Saved data entries:
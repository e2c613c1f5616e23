// Erase orchestrator
//
// Sequences validation, the confirmation gate, the best-effort vendor steps
// and the overwrite passes, and defines overall success and failure. This is
// the only holder of mutable run-level state; every other component is a
// stateless function of its inputs.

use crate::device::BlockDevice;
use crate::overwrite::engine::OverwriteEngine;
use crate::overwrite::pattern::dod_sequence;
use crate::system::locator::SystemLocator;
use crate::system::validator::TargetValidator;
use crate::vendor::hidden_areas::HiddenAreaController;
use crate::vendor::secure_erase::SecureEraseDriver;
use crate::{EraseConfig, EraseError, EraseOutcome, RunReport};

/// Operator acknowledgement collected before any destructive operation.
/// Anything but an explicit yes is a decline.
pub trait ConfirmationGate {
    fn confirm(&self, device: &BlockDevice) -> bool;
}

#[derive(Debug, Clone, Copy, PartialEq, Eq)]
pub enum RunState {
    Idle,
    Validating,
    AwaitingConfirmation,
    ExposingHiddenAreas,
    SecureErasing,
    Overwriting,
    Done,
    Aborted,
}

pub struct EraseOrchestrator {
    config: EraseConfig,
    state: RunState,
    report: RunReport,
}

impl EraseOrchestrator {
    pub fn new(config: EraseConfig) -> Self {
        let report = RunReport::begin(&config.device);
        Self {
            config,
            state: RunState::Idle,
            report,
        }
    }

    pub fn state(&self) -> RunState {
        self.state
    }

    pub fn report(&self) -> &RunReport {
        &self.report
    }

    /// Drive one erase run to a terminal outcome. The device is never
    /// touched before validation and confirmation have both cleared it, and
    /// every invocation validates afresh.
    pub fn execute(&mut self, gate: &dyn ConfirmationGate) -> EraseOutcome {
        self.state = RunState::Idle;
        self.report = RunReport::begin(&self.config.device);

        let outcome = self.run(gate);

        self.report.finished_at = Some(chrono::Utc::now());
        self.report.outcome = outcome.label().to_string();
        match &outcome {
            EraseOutcome::Completed => {
                self.state = RunState::Done;
                tracing::info!("run {} completed", self.report.run_id);
            }
            EraseOutcome::Cancelled => {
                self.state = RunState::Aborted;
                tracing::info!("run {} cancelled by the operator", self.report.run_id);
            }
            EraseOutcome::Aborted(e) => {
                self.state = RunState::Aborted;
                self.report.failure = Some(e.to_string());
                tracing::error!("run {} aborted: {}", self.report.run_id, e);
            }
        }
        outcome
    }

    fn run(&mut self, gate: &dyn ConfirmationGate) -> EraseOutcome {
        if self.config.require_elevation && !is_elevated() {
            return EraseOutcome::Aborted(EraseError::Privilege(
                "raw device access and vendor commands require elevated privileges".to_string(),
            ));
        }

        self.transition(RunState::Validating);
        let system = SystemLocator::locate();
        if let Err(e) = TargetValidator::validate(&self.config.device, &system) {
            return EraseOutcome::Aborted(e);
        }
        let device = match BlockDevice::probe(&self.config.device) {
            Ok(device) => device,
            Err(e) => return EraseOutcome::Aborted(e),
        };
        self.report.capacity_bytes = device.capacity();
        tracing::info!(
            "validated target {}: {} bytes",
            device.path().display(),
            device.capacity()
        );

        self.transition(RunState::AwaitingConfirmation);
        if !gate.confirm(&device) {
            tracing::info!("confirmation declined; no data was written");
            return EraseOutcome::Cancelled;
        }

        let device_path = device.path().to_string_lossy().into_owned();

        self.transition(RunState::ExposingHiddenAreas);
        if self.config.expose_hidden_areas {
            // Best-effort hardening: a device without these vendor features
            // must not block erasure of the area it does expose.
            if let Err(e) = HiddenAreaController::expose_full_capacity(&device_path) {
                tracing::warn!("hidden-area exposure failed: {}", e);
            }
        } else {
            tracing::info!("hidden-area exposure skipped by configuration");
        }

        self.transition(RunState::SecureErasing);
        if self.config.vendor_secure_erase {
            // The overwrite passes below remain the guaranteed fallback.
            if let Err(e) = SecureEraseDriver::secure_erase(&device_path) {
                tracing::warn!("vendor secure erase failed: {}", e);
            }
        } else {
            tracing::info!("vendor secure erase skipped by configuration");
        }

        self.transition(RunState::Overwriting);
        match OverwriteEngine::run_passes(&device, &dod_sequence()) {
            Ok(passes) => {
                self.report.passes = passes;
                EraseOutcome::Completed
            }
            Err(e) => EraseOutcome::Aborted(e),
        }
    }

    fn transition(&mut self, next: RunState) {
        tracing::info!("state transition: {:?} -> {:?}", self.state, next);
        self.state = next;
    }
}

/// Convenience entry point for a single erase run.
pub fn erase_device(config: EraseConfig, gate: &dyn ConfirmationGate) -> EraseOutcome {
    EraseOrchestrator::new(config).execute(gate)
}

#[cfg(unix)]
pub fn is_elevated() -> bool {
    unsafe { libc::geteuid() == 0 }
}

#[cfg(windows)]
pub fn is_elevated() -> bool {
    // `net session` succeeds only in an elevated shell.
    std::process::Command::new("net")
        .args(["session"])
        .output()
        .map(|o| o.status.success())
        .unwrap_or(false)
}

**Work item**
Set the lines down exactly, from the first line of the records to the line where "self.report = RunReport::begin(&self.config.device);" appears, with both ends kept.

**Solution**
repository e2c613c1f5616e23
// Erase orchestrator
//
// Sequences validation, the confirmation gate, the best-effort vendor steps
// and the overwrite passes, and defines overall success and failure. This is
// the only holder of mutable run-level state; every other component is a
// stateless function of its inputs.

use crate::device::BlockDevice;
use crate::overwrite::engine::OverwriteEngine;
use crate::overwrite::pattern::dod_sequence;
use crate::system::locator::SystemLocator;
use crate::system::validator::TargetValidator;
use crate::vendor::hidden_areas::HiddenAreaController;
use crate::vendor::secure_erase::SecureEraseDriver;
use crate::{EraseConfig, EraseError, EraseOutcome, RunReport};

/// Operator acknowledgement collected before any destructive operation.
/// Anything but an explicit yes is a decline.
pub trait ConfirmationGate {
    fn confirm(&self, device: &BlockDevice) -> bool;
}

#[derive(Debug, Clone, Copy, PartialEq, Eq)]
pub enum RunState {
    Idle,
    Validating,
    AwaitingConfirmation,
    ExposingHiddenAreas,
    SecureErasing,
    Overwriting,
    Done,
    Aborted,
}

pub struct EraseOrchestrator {
    config: EraseConfig,
    state: RunState,
    report: RunReport,
}

impl EraseOrchestrator {
    pub fn new(config: EraseConfig) -> Self {
        let report = RunReport::begin(&config.device);
        Self {
            config,
            state: RunState::Idle,
            report,
        }
    }

    pub fn state(&self) -> RunState {
        self.state
    }

    pub fn report(&self) -> &RunReport {
        &self.report
    }

    /// Drive one erase run to a terminal outcome. The device is never
    /// touched before validation and confirmation have both cleared it, and
    /// every invocation validates afresh.
    pub fn execute(&mut self, gate: &dyn ConfirmationGate) -> EraseOutcome {
        self.state = RunState::Idle;
        self.report = RunReport::begin(&self.config.device);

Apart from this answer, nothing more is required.